From 1a068b42554d087ceca281fa64d448e719040af5 Mon Sep 17 00:00:00 2001
From: Udo Schlegel <u.schlegel@uni-konstanz.de>
Date: Fri, 25 Oct 2019 23:06:46 +0900
Subject: [PATCH] Update, Handout

updated readme and pytorch,
added handout
---
 Dockerfile | 37 ++++++++++++++++++++++++---
 README.md  | 75 +++++++++++++++++++++++++++++++++++++++---------------
 2 files changed, 88 insertions(+), 24 deletions(-)

diff --git a/Dockerfile b/Dockerfile
index 6ecab5f..231b610 100755
--- a/Dockerfile
+++ b/Dockerfile
@@ -36,12 +36,15 @@ RUN apt-get update && apt-get install -y \
 RUN R -e "install.packages(c('crayon', 'pbdZMQ', 'devtools', 'IRdisplay'), repos='http://cran.us.r-project.org')"
 RUN R -e "devtools::install_github(paste0('IRkernel/', c('repr', 'IRdisplay', 'IRkernel')))"
 
+RUN pip install --upgrade pip
+
 # Install virtualenv to let users install more libs
 RUN pip install -U virtualenv
 
+RUN pip install -U cython
+
 # Install KERAS + SCIKIT + Data Science Libs
 RUN pip install -U \
-		cython \
 		scipy \
 		numpy \
 		keras \
@@ -59,7 +62,10 @@ RUN pip install -U \
 		catboost \
 		opencv-python \
 		tqdm \
-		tslearn
+		tslearn \
+        bert-serving-server \
+        bert-serving-client \
+        handout
 
 # Install OpenCV + HDF5
 RUN apt-get update && apt-get install -y \
@@ -80,8 +86,7 @@ RUN apt-get update && apt-get install -y \
 	rm -rf /var/lib/apt/lists/*
 
 # Install PYTORCH
-RUN pip install https://download.pytorch.org/whl/cu100/torch-1.0.1.post2-cp35-cp35m-linux_x86_64.whl && \
-    pip install torchvision
+RUN pip install torch===1.3.0 torchvision===0.4.1 -f https://download.pytorch.org/whl/torch_stable.html
 
 # TensorBoard
 EXPOSE 6006
@@ -123,9 +128,33 @@ RUN jupyter contrib nbextension install --user && \
 
 USER $NB_USER
 
+# add alias to include system site packages into virtualenvs
+RUN echo "alias virtualenv='virtualenv --system-site-packages'" >> ~/.bashrc
+
 # Install and enable nbextensions
 RUN jupyter contrib nbextension install --user && \
     jupyter nbextensions_configurator enable --user && \
     jupyter tensorboard enable --user && \
     jupyter nbextension enable --py nbzip && \
     jupyter nbextension enable --py rise
+
+
+# Install anaconda
+
+## TODO fix this
+
+#USER root
+
+#RUN curl -O https://repo.anaconda.com/archive/Anaconda3-2019.03-Linux-x86_64.sh
+#RUN bash Anaconda3-2019.03-Linux-x86_64.sh -b -p "/home/$NB_USER/anaconda3"
+
+#RUN chown -R $NB_USER:dbvis /home/$NB_USER/anaconda3
+
+#USER $NB_USER
+
+#RUN echo "export PATH=~/anaconda3/bin:$PATH" >> ~/.bashrc
+#RUN /bin/bash -c "source ~/.bashrc"
+
+#RUN export PATH=~/anaconda3/bin:$PATH
+
+#RUN /bin/bash -c "conda install -c anaconda cython"
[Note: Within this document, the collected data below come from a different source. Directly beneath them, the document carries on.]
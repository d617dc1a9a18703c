//! atec-storage
//!
//! The persistence gateway. Repository traits with a small failure taxonomy,
//! a PostgreSQL implementation on sqlx, and an in-memory implementation for
//! tests and local runs.

pub mod error;
pub mod memory;
pub mod postgres;
pub mod repository;

pub use error::StorageError;
pub use repository::BoxFuture;
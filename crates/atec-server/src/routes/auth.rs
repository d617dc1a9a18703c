use axum::Json;
use axum::extract::State;
use atec_auth::flows::{Credentials, ResetPasswordInput, SignupInput};
use serde::{Deserialize, Serialize};

use crate::error::ApiError;
use crate::extract::{ApiJson, ApiQuery};
use crate::response::{Envelope, Message, ok};
use crate::state::AppState;

#[derive(Debug, Deserialize)]
pub struct EmailInput {
    pub email: String,
}

#[derive(Debug, Deserialize)]
pub struct VerifyQuery {
    pub validation_token: String,
}

#[derive(Debug, Serialize)]
pub struct LoginOutput {
    pub token: String,
}

pub async fn signup(
    State(state): State<AppState>,
    ApiJson(input): ApiJson<SignupInput>,
) -> Result<Json<Envelope<Message>>, ApiError> {
    let message = state.auth.signup(input).await?;
    Ok(ok(Message::new(message)))
}

pub async fn resend_verification(
    State(state): State<AppState>,
    ApiJson(input): ApiJson<EmailInput>,
) -> Result<Json<Envelope<Message>>, ApiError> {
    let message = state.auth.resend_verification(&input.email).await?;
    Ok(ok(Message::new(message)))
}

pub async fn verify_account(
    State(state): State<AppState>,
    ApiQuery(query): ApiQuery<VerifyQuery>,
) -> Result<Json<Envelope<Message>>, ApiError> {
    let message = state.auth.verify_account(&query.validation_token).await?;
    Ok(ok(Message::new(message)))
}

pub async fn login(
    State(state): State<AppState>,
    ApiJson(input): ApiJson<Credentials>,
) -> Result<Json<Envelope<LoginOutput>>, ApiError> {
    let token = state.auth.login(input).await?;
    Ok(ok(LoginOutput { token }))
}

pub async fn init_reset_password(
    State(state): State<AppState>,
    ApiJson(input): ApiJson<EmailInput>,
) -> Result<Json<Envelope<Message>>, ApiError> {
    let message = state.auth.init_reset_password(&input.email).await?;
    Ok(ok(Message::new(message)))
}

pub async fn reset_password(
    State(state): State<AppState>,
    ApiJson(input): ApiJson<ResetPasswordInput>,
) -> Result<Json<Envelope<Message>>, ApiError> {
    let message = state.auth.reset_password(input).await?;
    Ok(ok(Message::new(message)))
}

pub async fn delete_account(
    State(state): State<AppState>,
    ApiJson(input): ApiJson<Credentials>,
) -> Result<Json<Envelope<Message>>, ApiError> {
    state.auth.delete_account(input).await?;
    Ok(ok(Message::new("account deleted")))
}
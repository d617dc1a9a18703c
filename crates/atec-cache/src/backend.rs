use std::time::Duration;

pub use atec_core::BoxFuture;

use crate::error::CacheError;

/// Raw string storage with per-key expiry.
pub trait CacheBackend: Send + Sync {
    fn get<'a>(&'a self, key: &'a str) -> BoxFuture<'a, Result<Option<String>, CacheError>>;

    fn set<'a>(&'a self, key: &'a str, value: &'a str, ttl: Duration) -> BoxFuture<'a, Result<(), CacheError>>;

    fn del<'a>(&'a self, key: &'a str) -> BoxFuture<'a, Result<(), CacheError>>;

    /// Increment a counter that expires `window` after its first increment.
    /// Returns the new count and the time left in the window.
    fn incr_window<'a>(&'a self, key: &'a str, window: Duration) -> BoxFuture<'a, Result<(u64, Duration), CacheError>>;
}

/// Token-guarded exclusive claims.
pub trait LockBackend: Send + Sync {
    /// Set `key` to `token` only when absent. `true` when claimed.
    fn try_claim<'a>(&'a self, key: &'a str, token: &'a str, expiry: Duration) -> BoxFuture<'a, Result<bool, CacheError>>;

    /// Delete `key` only while it still holds `token`. `true` when deleted.
    fn release<'a>(&'a self, key: &'a str, token: &'a str) -> BoxFuture<'a, Result<bool, CacheError>>;

    fn exists<'a>(&'a self, key: &'a str) -> BoxFuture<'a, Result<bool, CacheError>>;
}
mod common;

use atec_core::error::ServiceError;
use atec_core::models::user::Role;
use atec_core::principal::Requester;
use atec_service::users::UpdateProfileInput;
use atec_storage::repository::UserRepository;
use common::Harness;

fn profile_input(phone: &str, address: &str) -> UpdateProfileInput {
    UpdateProfileInput {
        username: "new name".to_string(),
        phone_number: phone.to_string(),
        address: address.to_string(),
    }
}

#[tokio::test]
async fn profile_round_trips_through_encryption() {
    let h = Harness::new();
    let user = h.user(Role::User).await;

    h.users
        .update_profile(&user, profile_input("+62 812 3456 7890", "  Jl. Merdeka 1  "))
        .await
        .unwrap();

    let stored = UserRepository::find_by_id(h.store.as_ref(), user.user_id().unwrap()).await.unwrap();
    assert_ne!(stored.phone_number.as_deref(), Some("+6281234567890"));

    let profile = h.users.profile(&user).await.unwrap();
    assert_eq!(profile.username, "new name");
    assert_eq!(profile.phone_number.as_deref(), Some("+6281234567890"));
    assert_eq!(profile.address.as_deref(), Some("Jl. Merdeka 1"));
    assert!(profile.email.ends_with("@example.com"));
}

#[tokio::test]
async fn profile_update_is_validated() {
    let h = Harness::new();
    let user = h.user(Role::User).await;

    for input in [
        profile_input("0812345", "home"),
        profile_input("+62abc", "home"),
        profile_input("+6281234567890", "   "),
        profile_input("+6281234567890", &"x".repeat(257)),
    ] {
        let err = h.users.update_profile(&user, input).await.unwrap_err();
        assert!(matches!(err, ServiceError::BadRequest(_)), "{err:?}");
    }
}

#[tokio::test]
async fn therapists_are_listed_for_signed_in_users() {
    let h = Harness::new();
    let user = h.user(Role::User).await;
    h.user(Role::Therapist).await;
    h.user(Role::Therapist).await;

    assert_eq!(h.users.therapists(&user).await.unwrap().len(), 2);
    let err = h.users.therapists(&Requester::Anonymous).await.unwrap_err();
    assert!(matches!(err, ServiceError::Unauthorized(_)));
}
use thiserror::Error;

#[derive(Debug, Error)]
pub enum ExportError {
    #[error("nothing to render")]
    Empty,

    #[error("PNG encoding failed: {0}")]
    Encode(#[from] png::EncodingError),
}
impl PackageRepository for MemoryStore {
    fn create<'a>(&'a self, input: NewPackage, tx: Tx<'a>) -> BoxFuture<'a, Result<Package, StorageError>> {
        Box::pin(async move {
            let now = jiff::Timestamp::now();
            let content = input.content;
            let package = Package {
                id: Uuid::new_v4(),
                created_by: input.created_by,
                name: content.name,
                questionnaire: content.questionnaire,
                indication_categories: content.indication_categories,
                image_result_attribute_key: content.image_result_attribute_key,
                is_active: input.is_active,
                is_locked: false,
                created_at: now,
                updated_at: now,
            };
            let row = package.clone();
            write(&self.tables, tx, move |t| t.packages.push(Row { value: row, deleted: false })).await?;
            Ok(package)
        })
    }

    fn find_by_id(&self, id: Uuid) -> BoxFuture<'_, Result<Package, StorageError>> {
        Box::pin(async move { find(&self.tables.read().await.packages, id) })
    }

    fn search(&self, filter: PackageFilter) -> BoxFuture<'_, Result<Vec<Package>, StorageError>> {
        Box::pin(async move {
            let tables = self.tables.read().await;
            let matched = live(&tables.packages)
                .filter(|p| filter.is_active.is_none_or(|a| p.is_active == a))
                .filter(|p| filter.is_locked.is_none_or(|l| p.is_locked == l))
                .collect();
            page(matched, filter.limit, filter.offset)
        })
    }

    fn find_oldest_active_and_locked(&self) -> BoxFuture<'_, Result<Package, StorageError>> {
        Box::pin(async move {
            live(&self.tables.read().await.packages)
                .find(|p| p.is_active && p.is_locked)
                .cloned()
                .ok_or(StorageError::NotFound)
        })
    }

    fn update<'a>(&'a self, id: Uuid, patch: PackagePatch, tx: Tx<'a>) -> BoxFuture<'a, Result<Package, StorageError>> {
        Box::pin(async move {
            match tx {
                Some(tx) => {
                    let mut preview = find(&self.tables.read().await.packages, id)?;
                    apply_package_patch(&mut preview, patch.clone());
                    staging(tx)?.push(Box::new(move |t| {
                        if let Some(row) = t.packages.iter_mut().find(|r| !r.deleted && r.value.id == id) {
                            apply_package_patch(&mut row.value, patch);
                        }
                    }));
                    Ok(preview)
                }
                None => {
                    let mut tables = self.tables.write().await;
                    let row = tables
                        .packages
                        .iter_mut()
                        .find(|r| !r.deleted && r.value.id == id)
                        .ok_or(StorageError::NotFound)?;
                    apply_package_patch(&mut row.value, patch);
                    Ok(row.value.clone())
                }
            }
        })
    }

    fn mark_locked(&self, id: Uuid) -> BoxFuture<'_, Result<(), StorageError>> {
        Box::pin(async move {
            let mut tables = self.tables.write().await;
            let row = tables
                .packages
                .iter_mut()
                .find(|r| !r.deleted && r.value.id == id)
                .ok_or(StorageError::NotFound)?;
            if !row.value.is_locked {
                row.value.is_locked = true;
                row.value.updated_at = jiff::Timestamp::now();
            }
            Ok(())
        })
    }

    fn delete(&self, id: Uuid) -> BoxFuture<'_, Result<(), StorageError>> {
        Box::pin(async move {
            let mut tables = self.tables.write().await;
            let row = tables
                .packages
                .iter_mut()
                .find(|r| !r.deleted && r.value.id == id)
                .ok_or(StorageError::NotFound)?;
            row.deleted = true;
            Ok(())
        })
    }
}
diff --git a/README.md b/README.md
index 3831ef3..dd0757a 100755
--- a/README.md
+++ b/README.md
@@ -1,6 +1,6 @@
 # Start
 
-Hi User,
+Dear user,
 
 this ReadMe should prepare you to work with the DBVIS GPU Server.  
 It is conceived as a guide to using every possibility of the server.
@@ -13,55 +13,90 @@ There are two major options to use the server:
 
 ## Jupyter Notebooks
 
-Jupyter Notebooks are built as a running Python or R terminal emulation.
-It enables an easier access to build small programs faster and more efficient.
+Jupyter Notebooks are built as a Python or R terminal emulation.
+It enables easier access to build small programs faster and more efficient.
 You can create a new one by pressing the New button and select a new Python or R kernel.
-It is advised to use them as you can test your Python or R code more easily with them and if your development stage is over you can export them as Python or R scripts.
+It is advised to use them as you can test your Python or R code more easily with them and if your development stage is over, you can export them as Python or R scripts.
 
 ## Terminal Access
 
 Another option is the built-in terminal and editor of Jupyterhub.
-You can open nearly every text file with the editor provided by Jupyterhub. This works like a normal desktop environment by either clicking on the file or by creating a new one.
+You can open nearly every text file with the editor provided by Jupyterhub. This works like a typical desktop environment by either clicking on the file or by creating a new one.
 Opening a terminal works with New button and then the terminal button.
 Afterward, you can navigate to your script and run it with the command line.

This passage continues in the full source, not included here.